Unique Effects of Sedatives, Dissociatives, Psychedelics, Stimulants, and Cannabinoids on Episodic Memory: A Review and Reanalysis of Acute Drug Effects on Recollection, Familiarity, and Metamemory

This preprint (2022) assessed the effects of different psychoactive drugs on episodic memory and cognition by reanalysing episodic memory confidence data from 10 previously published datasets. Sedatives, dissociatives, psychedelics, stimulants, and cannabinoids had unique patterns of effects on these mnemonic processes dependent on which phase of memory while all drugs at encoding, except stimulants impaired recollection, and sedatives, dissociatives, and cannabinoids at encoding impaired familiarity.
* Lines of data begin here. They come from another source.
//! Helpers for unit tests.

use std::{
    future::Future,
    net::{TcpListener, TcpStream},
    time::Duration,
};

use smol::{future, Async, Timer};

/// Upper bound on any single wait in a test.
pub const WAIT: Duration = Duration::from_secs(5);

/// Runs `fut`, panicking if it takes longer than [`WAIT`].
pub async fn within<F: Future>(fut: F) -> F::Output {
    future::or(async { Some(fut.await) }, async {
        Timer::after(WAIT).await;
        None
    })
    .await
    .expect("timed out")
}

/// A connected pair of loopback TCP streams.
pub async fn stream_pair() -> (Async<TcpStream>, Async<TcpStream>) {
    let listener = Async::<TcpListener>::bind(([127, 0, 0, 1], 0)).unwrap();
    let addr = listener.get_ref().local_addr().unwrap();
    let (client, accepted) = future::zip(Async::<TcpStream>::connect(addr), listener.accept()).await;
    (client.unwrap(), accepted.unwrap().0)
}
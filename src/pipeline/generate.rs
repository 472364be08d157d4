// src/pipeline/generate.rs

//! Greedy best-first walk over the n-gram transition graph.
//!
//! Not sampling, not beam search: from the current n-gram the walk
//! always advances to the highest-weighted n-gram whose prefix equals
//! the current suffix, with ties resolved by model enumeration order.
//! The walk is deterministic given a model and a start n-gram; only
//! the start selection is randomized.

use rand::Rng;

use crate::error::{AppError, Result};
use crate::models::{GenerationConfig, Ngram, NgramModel, Symbol};

/// Why a generation run ended.
#[derive(Debug, Clone, Copy, PartialEq, Eq)]
pub enum StopReason {
    /// The output reached the configured length bound.
    LengthReached,
    /// No n-gram in the model could follow the current one.
    DeadEnd,
    /// A STOP sentinel was reached.
    StopSentinel,
}

/// A finite, possibly shorter-than-requested generated sequence.
#[derive(Debug, Clone)]
pub struct Generation {
    pub words: Vec<String>,
    pub stop_reason: StopReason,
}

impl Generation {
    pub fn text(&self) -> String {
        self.words.join(" ")
    }
}

/// Generate a sequence by picking a start n-gram and walking greedily.
///
/// In sentinel mode the start is drawn uniformly among n-grams whose
/// first symbol is START with weight above the configured minimum
/// ([`AppError::NoStartCandidate`] when none qualify); otherwise
/// uniformly among all n-grams.
pub fn generate<R: Rng + ?Sized>(
    model: &NgramModel,
    config: &GenerationConfig,
    sentinel_mode: bool,
    rng: &mut R,
) -> Result<Generation> {
    if model.is_empty() {
        return Err(AppError::degenerate("cannot generate from an empty model"));
    }

    let start = if sentinel_mode {
        let candidates = model.start_candidates(config.min_start_weight);
        if candidates.is_empty() {
            return Err(AppError::NoStartCandidate);
        }
        candidates[rng.gen_range(0..candidates.len())].clone()
    } else {
        let all: Vec<&Ngram> = model.iter().map(|(k, _)| k).collect();
        all[rng.gen_range(0..all.len())].clone()
    };

    log::debug!("Starting walk at {start}");
    Ok(walk(model, start, config))
}

/// Walk the transition graph greedily from a fixed start n-gram.
///
/// The first step emits all of the start's word symbols; every later
/// step emits only the successor's last word, since the rest already
/// appeared through the overlap. Sentinels are never emitted. A dead
/// end is a normal terminal condition, not an error; cycles are
/// tolerated and bounded only by `max_length`.
pub fn walk(model: &NgramModel, start: Ngram, config: &GenerationConfig) -> Generation {
    let mut words: Vec<String> = start
        .symbols()
        .iter()
        .filter_map(|s| s.as_word().map(str::to_string))
        .collect();
    words.truncate(config.max_length);

    if start.last() == Some(&Symbol::Stop) {
        return Generation {
            words,
            stop_reason: StopReason::StopSentinel,
        };
    }

    let mut current = start;
    while words.len() < config.max_length {
        let Some((next, _)) = model.best_successor(&current) else {
            return Generation {
                words,
                stop_reason: StopReason::DeadEnd,
            };
        };

        match next.last() {
            Some(Symbol::Stop) => {
                return Generation {
                    words,
                    stop_reason: StopReason::StopSentinel,
                };
            }
            Some(Symbol::Word(w)) => words.push(w.clone()),
            _ => {}
        }
        current = next.clone();
    }

    Generation {
        words,
        stop_reason: StopReason::LengthReached,
    }
}
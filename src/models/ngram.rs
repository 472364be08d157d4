// src/models/ngram.rs

//! N-gram value types and the frequency model.
//!
//! An n-gram is an ordered tuple of symbols with structural equality
//! and a total order, so the model can be stored in a `BTreeMap` and
//! enumerated deterministically. That enumeration order is the tie-break
//! for the greedy walk: when two successors carry the same weight, the
//! first one in map order wins.

use std::collections::BTreeMap;
use std::fmt;

use serde::{Deserialize, Serialize};

/// A single model symbol: a word, or a document-boundary sentinel.
///
/// The derived `Ord` puts `Start` before every word and `Stop` after,
/// which keeps sentinel n-grams grouped at the edges of the map.
#[derive(Debug, Clone, PartialEq, Eq, PartialOrd, Ord, Hash, Serialize, Deserialize)]
pub enum Symbol {
    /// Marks the beginning of a document.
    Start,
    /// An ordinary token.
    Word(String),
    /// Marks the end of a document.
    Stop,
}

impl Symbol {
    /// Create a word symbol.
    pub fn word(s: impl Into<String>) -> Self {
        Self::Word(s.into())
    }

    /// The word carried by this symbol, if it is one.
    pub fn as_word(&self) -> Option<&str> {
        match self {
            Symbol::Word(w) => Some(w),
            _ => None,
        }
    }

}

impl fmt::Display for Symbol {
    fn fmt(&self, f: &mut fmt::Formatter<'_>) -> fmt::Result {
        match self {
            Symbol::Start => write!(f, "<s>"),
            Symbol::Word(w) => write!(f, "{w}"),
            Symbol::Stop => write!(f, "</s>"),
        }
    }
}

/// A fixed-length ordered tuple of symbols.
#[derive(Debug, Clone, PartialEq, Eq, PartialOrd, Ord, Hash, Serialize, Deserialize)]
pub struct Ngram(Vec<Symbol>);

impl Ngram {
    pub fn new(symbols: Vec<Symbol>) -> Self {
        Self(symbols)
    }

    /// Build an n-gram of plain words.
    pub fn from_words<S: Into<String>>(words: impl IntoIterator<Item = S>) -> Self {
        Self(words.into_iter().map(Symbol::word).collect())
    }

    pub fn width(&self) -> usize {
        self.0.len()
    }

    pub fn symbols(&self) -> &[Symbol] {
        &self.0
    }

    pub fn first(&self) -> Option<&Symbol> {
        self.0.first()
    }

    pub fn last(&self) -> Option<&Symbol> {
        self.0.last()
    }

    /// All symbols but the last.
    pub fn prefix(&self) -> &[Symbol] {
        &self.0[..self.0.len().saturating_sub(1)]
    }

    /// All symbols but the first.
    pub fn suffix(&self) -> &[Symbol] {
        if self.0.is_empty() { &[] } else { &self.0[1..] }
    }

    /// The adjacency relation of the transition graph: `self` can follow
    /// `other` when `self`'s prefix equals `other`'s suffix.
    pub fn follows(&self, other: &Ngram) -> bool {
        self.prefix() == other.suffix()
    }
}

impl fmt::Display for Ngram {
    fn fmt(&self, f: &mut fmt::Formatter<'_>) -> fmt::Result {
        write!(f, "(")?;
        for (i, sym) in self.0.iter().enumerate() {
            if i > 0 {
                write!(f, ", ")?;
            }
            write!(f, "{sym}")?;
        }
        write!(f, ")")
    }
}

/// Frequency model: a mapping from n-gram to a normalized weight.
///
/// Built once per run from a fixed corpus snapshot, read-only after.
#[derive(Debug, Clone, Default, Serialize, Deserialize)]
pub struct NgramModel {
    width: usize,
    weights: BTreeMap<Ngram, f64>,
}

impl NgramModel {
    pub fn new(width: usize, weights: BTreeMap<Ngram, f64>) -> Self {
        Self { width, weights }
    }

    /// The configured n-gram width.
    pub fn width(&self) -> usize {
        self.width
    }

    /// Number of distinct n-grams.
    pub fn len(&self) -> usize {
        self.weights.len()
    }

    pub fn is_empty(&self) -> bool {
        self.weights.is_empty()
    }

    pub fn weight(&self, ngram: &Ngram) -> Option<f64> {
        self.weights.get(ngram).copied()
    }

    /// Enumerate all entries in deterministic (lexicographic) order.
    pub fn iter(&self) -> impl Iterator<Item = (&Ngram, f64)> {
        self.weights.iter().map(|(k, v)| (k, *v))
    }

    /// N-grams whose first symbol is `Start` and whose weight exceeds
    /// the given threshold.
    pub fn start_candidates(&self, min_weight: f64) -> Vec<&Ngram> {
        self.weights
            .iter()
            .filter(|(k, v)| k.first() == Some(&Symbol::Start) && **v > min_weight)
            .map(|(k, _)| k)
            .collect()
    }

    /// The highest-weighted n-gram that can follow `current`.
    ///
    /// Ties resolve to the first candidate in enumeration order: the
    /// comparison is strict, so a later equal weight never displaces an
    /// earlier one.
    pub fn best_successor(&self, current: &Ngram) -> Option<(&Ngram, f64)> {
        let mut best: Option<(&Ngram, f64)> = None;
        for (candidate, weight) in self.weights.iter() {
            if !candidate.follows(current) {
                continue;
            }
            match best {
                Some((_, w)) if *weight <= w => {}
                _ => best = Some((candidate, *weight)),
            }
        }
        best
    }
}
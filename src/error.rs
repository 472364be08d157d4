// src/error.rs

//! Unified error handling for the wikigram application.

use std::fmt;

use thiserror::Error;

/// Result type alias for wikigram operations.
pub type Result<T> = std::result::Result<T, AppError>;

/// Unified application error type.
#[derive(Error, Debug)]
pub enum AppError {
    /// I/O operation failed
    #[error("I/O error: {0}")]
    Io(#[from] std::io::Error),

    /// HTTP request failed
    #[error("HTTP error: {0}")]
    Http(#[from] reqwest::Error),

    /// JSON serialization/deserialization failed
    #[error("JSON error: {0}")]
    Json(#[from] serde_json::Error),

    /// TOML parsing failed
    #[error("TOML parse error: {0}")]
    Toml(#[from] toml::de::Error),

    /// TOML serialization failed
    #[error("TOML serialize error: {0}")]
    TomlSerialize(#[from] toml::ser::Error),

    /// URL parsing failed
    #[error("URL parse error: {0}")]
    Url(#[from] url::ParseError),

    /// CSS selector parsing failed
    #[error("Invalid selector '{selector}': {message}")]
    Selector { selector: String, message: String },

    /// Configuration error
    #[error("Configuration error: {0}")]
    Config(String),

    /// Data validation error
    #[error("Validation error: {0}")]
    Validation(String),

    /// Per-link fetch failure; recoverable except for the seed page
    #[error("Fetch error for {url}: {message}")]
    Fetch { url: String, message: String },

    /// No checkpoint snapshot exists at the configured location
    #[error("No checkpoint found at {0}")]
    CheckpointMissing(String),

    /// The model cannot support generation
    #[error("Degenerate model: {0}")]
    DegenerateModel(String),

    /// No start n-gram qualified under the configured threshold
    #[error("No start candidate above the minimum weight threshold")]
    NoStartCandidate,
}

impl AppError {
    /// Create a selector parsing error.
    pub fn selector(selector: impl Into<String>, message: impl fmt::Display) -> Self {
        Self::Selector {
            selector: selector.into(),
            message: message.to_string(),
        }
    }

    /// Create a configuration error.
    pub fn config(message: impl Into<String>) -> Self {
        Self::Config(message.into())
    }

    /// Create a validation error.
    pub fn validation(message: impl Into<String>) -> Self {
        Self::Validation(message.into())
    }

    /// Create a per-link fetch error with the offending URL.
    pub fn fetch(url: impl Into<String>, message: impl fmt::Display) -> Self {
        Self::Fetch {
            url: url.into(),
            message: message.to_string(),
        }
    }

    /// Create a degenerate-model error.
    pub fn degenerate(message: impl Into<String>) -> Self {
        Self::DegenerateModel(message.into())
    }
}
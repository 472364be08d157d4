// src/storage/mod.rs

//! Durable checkpoint persistence for the in-progress corpus.

mod local;

pub use local::LocalCheckpoint;

use async_trait::async_trait;

use crate::error::Result;
use crate::models::Corpus;

/// Durable key→blob persistence for corpus snapshots.
///
/// Enables resume-after-interruption: the crawl loop saves
/// periodically, and a later run can reload the most recent snapshot
/// instead of recrawling. No concurrent writers assumed.
#[async_trait]
pub trait CheckpointStore: Send + Sync {
    /// Serialize the full current corpus, overwriting any prior
    /// snapshot. Safe to call repeatedly mid-crawl.
    async fn save(&self, corpus: &Corpus) -> Result<()>;

    /// Reconstruct a corpus from the most recent snapshot.
    ///
    /// Fails with [`crate::error::AppError::CheckpointMissing`] when no
    /// snapshot exists, or a JSON error when the snapshot is corrupt.
    async fn load(&self) -> Result<Corpus>;

    /// Whether a snapshot is present, used to decide between resume
    /// and fresh crawl.
    async fn exists(&self) -> bool;
}
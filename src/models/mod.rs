// src/models/mod.rs

//! Domain models for the wikigram application.

mod config;
mod corpus;
mod ngram;

// Re-export all public types
pub use config::{Config, CrawlerConfig, GenerationConfig, ModelConfig, Normalization};
pub use corpus::{Corpus, Document};
pub use ngram::{Ngram, NgramModel, Symbol};
#[cfg(test)]
mod tests {
    use super::*;
    use async_trait::async_trait;
    use std::collections::HashMap;
    use std::sync::Mutex;
    use std::sync::atomic::{AtomicUsize, Ordering};

    struct FakeFetcher {
        pages: HashMap<String, String>,
        calls: AtomicUsize,
    }

    impl FakeFetcher {
        fn new(pages: Vec<(&str, String)>) -> Self {
            Self {
                pages: pages
                    .into_iter()
                    .map(|(url, body)| (url.to_string(), body))
                    .collect(),
                calls: AtomicUsize::new(0),
            }
        }

        fn calls(&self) -> usize {
            self.calls.load(Ordering::SeqCst)
        }
    }

    #[async_trait]
    impl PageFetcher for FakeFetcher {
        async fn fetch(&self, url: &str) -> Result<String> {
            self.calls.fetch_add(1, Ordering::SeqCst);
            self.pages
                .get(url)
                .cloned()
                .ok_or_else(|| AppError::fetch(url, "status 404"))
        }
    }

    /// Store that records the document count of every save.
    #[derive(Default)]
    struct RecordingStore {
        saves: Mutex<Vec<usize>>,
    }

    impl RecordingStore {
        fn save_count(&self) -> usize {
            self.saves.lock().unwrap().len()
        }

        fn last_save(&self) -> Option<usize> {
            self.saves.lock().unwrap().last().copied()
        }
    }

    #[async_trait]
    impl CheckpointStore for RecordingStore {
        async fn save(&self, corpus: &Corpus) -> Result<()> {
            self.saves.lock().unwrap().push(corpus.len());
            Ok(())
        }

        async fn load(&self) -> Result<Corpus> {
            Err(AppError::CheckpointMissing("memory".into()))
        }

        async fn exists(&self) -> bool {
            false
        }
    }

    /// Fetcher that raises the cancellation flag after serving one
    /// designated URL, simulating an interrupt arriving mid-crawl.
    struct SignallingFetcher {
        pages: HashMap<String, String>,
        trigger_url: String,
        cancel_tx: Mutex<Option<watch::Sender<bool>>>,
    }

    #[async_trait]
    impl PageFetcher for SignallingFetcher {
        async fn fetch(&self, url: &str) -> Result<String> {
            let body = self
                .pages
                .get(url)
                .cloned()
                .ok_or_else(|| AppError::fetch(url, "status 404"))?;
            if url == self.trigger_url {
                if let Some(tx) = self.cancel_tx.lock().unwrap().take() {
                    tx.send(true).unwrap();
                    std::mem::forget(tx);
                }
            }
            Ok(body)
        }
    }

    /// Store whose writes always fail; the crawl must shrug it off.
    struct FailingStore;

    #[async_trait]
    impl CheckpointStore for FailingStore {
        async fn save(&self, _corpus: &Corpus) -> Result<()> {
            Err(AppError::Io(std::io::Error::other("disk full")))
        }

        async fn load(&self) -> Result<Corpus> {
            Err(AppError::CheckpointMissing("memory".into()))
        }

        async fn exists(&self) -> bool {
            false
        }
    }

    const BASE: &str = "https://en.test.org/";
    const SEED: &str = "https://en.test.org/wiki/Seed";

    fn article(words: &str) -> String {
        format!(r#"<html><body><div class="mw-body-content">{words}</div></body></html>"#)
    }

    fn seed_page(hrefs: &[&str]) -> String {
        let anchors: String = hrefs
            .iter()
            .map(|h| format!(r#"<a href="{h}" title="article">{h}</a>"#))
            .collect();
        format!(
            r#"<html><body>
            <a href="/wiki/Nav" title="nav outside region">nav</a>
            <div class="mw-body-content">{anchors}
            <a href="/wiki/Untitled">no title attribute</a></div>
            </body></html>"#
        )
    }

    fn test_config() -> CrawlerConfig {
        CrawlerConfig {
            seed_url: "wiki/Seed".to_string(),
            base_url: BASE.to_string(),
            courtesy_delay_ms: 0,
            ..CrawlerConfig::default()
        }
    }

    fn cancel_rx() -> watch::Receiver<bool> {
        let (tx, rx) = watch::channel(false);
        // Keep the sender alive for the duration of the test.
        std::mem::forget(tx);
        rx
    }

    fn crawler(config: CrawlerConfig, fetcher: Arc<FakeFetcher>) -> LinkCrawler {
        LinkCrawler::new(config, fetcher).unwrap()
    }

    #[tokio::test]
    async fn crawl_collects_documents_one_level_deep() {
        let fetcher = Arc::new(FakeFetcher::new(vec![
            (SEED, seed_page(&["/wiki/A", "/wiki/B"])),
            ("https://en.test.org/wiki/A", article("alpha beta gamma")),
            ("https://en.test.org/wiki/B", article("delta epsilon")),
        ]));
        let store = RecordingStore::default();

        let outcome = crawler(test_config(), Arc::clone(&fetcher))
            .crawl(&store, cancel_rx())
            .await
            .unwrap();

        assert_eq!(outcome.corpus.len(), 2);
        assert_eq!(outcome.stats.links_discovered, 2);
        assert_eq!(outcome.stats.links_fetched, 2);
        assert_eq!(outcome.stats.fetch_failures, 0);
        // Seed plus two links; depth-1 pages are never followed.
        assert_eq!(fetcher.calls(), 3);
    }

    #[tokio::test]
    async fn max_requests_bounds_outbound_fetches() {
        let fetcher = Arc::new(FakeFetcher::new(vec![
            (SEED, seed_page(&["/wiki/A", "/wiki/B", "/wiki/C", "/wiki/D"])),
            ("https://en.test.org/wiki/A", article("alpha beta")),
            ("https://en.test.org/wiki/B", article("gamma delta")),
            ("https://en.test.org/wiki/C", article("epsilon zeta")),
            ("https://en.test.org/wiki/D", article("eta theta")),
        ]));
        let store = RecordingStore::default();
        let mut config = test_config();
        config.max_requests = 2;

        let outcome = crawler(config, Arc::clone(&fetcher))
            .crawl(&store, cancel_rx())
            .await
            .unwrap();

        assert_eq!(outcome.stats.links_fetched, 2);
        assert_eq!(outcome.corpus.len(), 2);
        assert_eq!(fetcher.calls(), 3); // seed + 2
    }

    #[tokio::test]
    async fn failed_link_is_skipped_not_fatal() {
        let fetcher = Arc::new(FakeFetcher::new(vec![
            (SEED, seed_page(&["/wiki/A", "/wiki/Missing", "/wiki/C"])),
            ("https://en.test.org/wiki/A", article("alpha beta")),
            ("https://en.test.org/wiki/C", article("gamma delta")),
        ]));
        let store = RecordingStore::default();

        let outcome = crawler(test_config(), fetcher)
            .crawl(&store, cancel_rx())
            .await
            .unwrap();

        assert_eq!(outcome.stats.fetch_failures, 1);
        assert_eq!(outcome.corpus.len(), 2);
    }

    #[tokio::test]
    async fn seed_fetch_failure_is_fatal() {
        let fetcher = Arc::new(FakeFetcher::new(vec![]));
        let store = RecordingStore::default();

        let result = crawler(test_config(), fetcher)
            .crawl(&store, cancel_rx())
            .await;

        assert!(matches!(result, Err(AppError::Fetch { .. })));
    }

    #[tokio::test]
    async fn checkpoint_cadence_follows_save_frequency() {
        let fetcher = Arc::new(FakeFetcher::new(vec![
            (SEED, seed_page(&["/wiki/A", "/wiki/B", "/wiki/C", "/wiki/D"])),
            ("https://en.test.org/wiki/A", article("alpha beta")),
            ("https://en.test.org/wiki/B", article("gamma delta")),
            ("https://en.test.org/wiki/C", article("epsilon zeta")),
            ("https://en.test.org/wiki/D", article("eta theta")),
        ]));
        let store = RecordingStore::default();
        let mut config = test_config();
        config.save_frequency = 2;

        crawler(config, fetcher)
            .crawl(&store, cancel_rx())
            .await
            .unwrap();

        // Periodic saves at link indices 0 and 2, plus the final one.
        assert_eq!(store.save_count(), 3);
    }

    #[tokio::test]
    async fn checkpoint_write_failure_does_not_abort() {
        let fetcher = Arc::new(FakeFetcher::new(vec![
            (SEED, seed_page(&["/wiki/A"])),
            ("https://en.test.org/wiki/A", article("alpha beta")),
        ]));

        let outcome = crawler(test_config(), fetcher)
            .crawl(&FailingStore, cancel_rx())
            .await
            .unwrap();

        assert_eq!(outcome.corpus.len(), 1);
    }

    #[tokio::test]
    async fn cancellation_stops_before_fetching() {
        let fetcher = Arc::new(FakeFetcher::new(vec![
            (SEED, seed_page(&["/wiki/A"])),
            ("https://en.test.org/wiki/A", article("alpha beta")),
        ]));
        let store = RecordingStore::default();
        let (tx, rx) = watch::channel(true);

        let outcome = crawler(test_config(), Arc::clone(&fetcher))
            .crawl(&store, rx)
            .await
            .unwrap();
        drop(tx);

        assert_eq!(outcome.stats.links_fetched, 0);
        assert_eq!(fetcher.calls(), 1); // seed only
    }

    #[tokio::test]
    async fn cancellation_mid_crawl_checkpoints_partial_progress() {
        let (tx, rx) = watch::channel(false);
        let fetcher = Arc::new(SignallingFetcher {
            pages: vec![
                (SEED, seed_page(&["/wiki/A", "/wiki/B", "/wiki/C"])),
                ("https://en.test.org/wiki/A", article("alpha beta")),
                ("https://en.test.org/wiki/B", article("gamma delta")),
                ("https://en.test.org/wiki/C", article("epsilon zeta")),
            ]
            .into_iter()
            .map(|(url, body)| (url.to_string(), body))
            .collect(),
            trigger_url: "https://en.test.org/wiki/A".to_string(),
            cancel_tx: Mutex::new(Some(tx)),
        });
        let store = RecordingStore::default();

        let outcome = LinkCrawler::new(test_config(), fetcher)
            .unwrap()
            .crawl(&store, rx)
            .await
            .unwrap();

        // The interrupt lands after the first link; the crawl stops
        // there but keeps what it fetched.
        assert_eq!(outcome.stats.links_fetched, 1);
        assert_eq!(outcome.corpus.len(), 1);

        // Partial progress made it to the checkpoint store, and the
        // most recent snapshot is never empty.
        assert!(store.save_count() >= 1);
        assert_eq!(store.last_save(), Some(1));
    }

    #[tokio::test]
    async fn offsite_and_duplicate_links_are_filtered() {
        let seed_markup = r#"<html><body><div class="mw-body-content">
            <a href="/wiki/A" title="a">a</a>
            <a href="/wiki/A" title="a again">a</a>
            <a href="https://other.example.com/x" title="offsite">x</a>
            </div></body></html>"#
            .to_string();
        let fetcher = Arc::new(FakeFetcher::new(vec![
            (SEED, seed_markup),
            ("https://en.test.org/wiki/A", article("alpha beta")),
        ]));
        let store = RecordingStore::default();

        let outcome = crawler(test_config(), fetcher)
            .crawl(&store, cancel_rx())
            .await
            .unwrap();

        assert_eq!(outcome.stats.links_discovered, 1);
        assert_eq!(outcome.corpus.len(), 1);
    }
}
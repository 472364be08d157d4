// src/utils/mod.rs

//! Shared utilities.

pub mod text;
pub mod url;
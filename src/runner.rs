//! Drives one benchmark run over a sample directory.

use crate::{
    build_result, list_samples, load_sample, BenchOptions, Comparator, ComparisonResult,
    FailurePolicy, Report, Result, SkippedFile,
};
use tracing::{debug, info, warn};

/// Compares every sample in `options.data_dir` and collects the report.
///
/// Files are processed one after another, sorted by name unless
/// `options.sort_files` is off. Under [`FailurePolicy::Skip`] a file that fails
/// to parse, encode, tokenize or finish in time is recorded in
/// [`Report::skipped`]; under [`FailurePolicy::Abort`] the first such failure
/// is returned.
///
/// # Errors
///
/// Returns [`Error::Io`](crate::Error::Io) if the directory or a file cannot be read, and any
/// per-file error under [`FailurePolicy::Abort`].
pub fn run(options: &BenchOptions, comparator: &Comparator) -> Result<Report> {
    let mut files = list_samples(&options.data_dir, &options.extension)?;
    if options.sort_files {
        files.sort();
    }
    info!(
        dir = %options.data_dir.display(),
        files = files.len(),
        encoder = comparator.encoder_name(),
        tokenizer = comparator.tokenizer_name(),
        baseline = comparator.baseline().as_str(),
        "starting comparison"
    );

    let mut report = Report::new();
    for file_name in files {
        match compare_file(options, comparator, &file_name) {
            Ok(result) => {
                debug!(
                    file = %file_name,
                    json = result.json_token_count,
                    toon = result.toon_token_count,
                    "compared sample"
                );
                report.results.push(result);
            }
            Err(err) if options.failure_policy == FailurePolicy::Skip && err.is_per_file() => {
                warn!(file = %file_name, error = %err, "skipping sample");
                report.skipped.push(SkippedFile {
                    file_name,
                    reason: err.to_string(),
                });
            }
            Err(err) => return Err(err),
        }
    }

    info!(
        compared = report.results.len(),
        skipped = report.skipped.len(),
        saved = report.total_difference(),
        "comparison finished"
    );
    Ok(report)
}

fn compare_file(
    options: &BenchOptions,
    comparator: &Comparator,
    file_name: &str,
) -> Result<ComparisonResult> {
    let value = load_sample(options.data_dir.join(file_name))?;
    let comparison = match options.timeout {
        Some(timeout) => comparator.compare_within(value, timeout)?,
        None => comparator.compare(&value)?,
    };
    Ok(build_result(file_name, comparison))
}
Psychedelics at encoding tended to enhance familiarity and did not impact metamemory.

Authors

  • Harriet de Wit
  • Roland Griffiths
  • Frederick Barrett

Published

Biorxiv
meta Study

Abstract

Despite distinct classes of psychoactive drugs producing putatively unique states of consciousness, there is surprising overlap in terms of their effects on episodic memory and cognition more generally. Episodic memory is supported by multiple subprocesses that have been mostly overlooked in psychopharmacology and could differentiate drug classes. Here, we reanalyzed episodic memory confidence data from 10 previously published datasets (28 drug conditions total) using signal detection models to estimate 2 conscious states involved in episodic memory and 1 consciously-controlled metacognitive process of memory: the retrieval of specific details from one's past (recollection), noetic recognition in the absence of retrieved details (familiarity), and accurate introspection of memory decisions (metamemory). We observed that sedatives, dissociatives, psychedelics, stimulants, and cannabinoids had unique patterns of effects on these mnemonic processes dependent on which phase of memory (encoding, consolidation, or retrieval) was targeted. All drugs at encoding except stimulants impaired recollection, and sedatives, dissociatives, and cannabinoids at encoding impaired familiarity. The effects of sedatives on metamemory were mixed, whereas dissociatives and cannabinoids at encoding tended to enhance metamemory. Surprisingly, psychedelics at encoding tended to enhance familiarity and did not impact metamemory. Stimulants at encoding and retrieval enhanced metamemory, but at consolidation, they impaired metamemory. Together, these findings may have relevance to mechanisms underlying unique subjective phenomena under different drug classes, such as blackouts from sedatives or deja vu from psychedelics. This study provides a framework for interrogating drug effects within a domain of cognition beyond the global impairments on task performance typically reported in psychopharmacology.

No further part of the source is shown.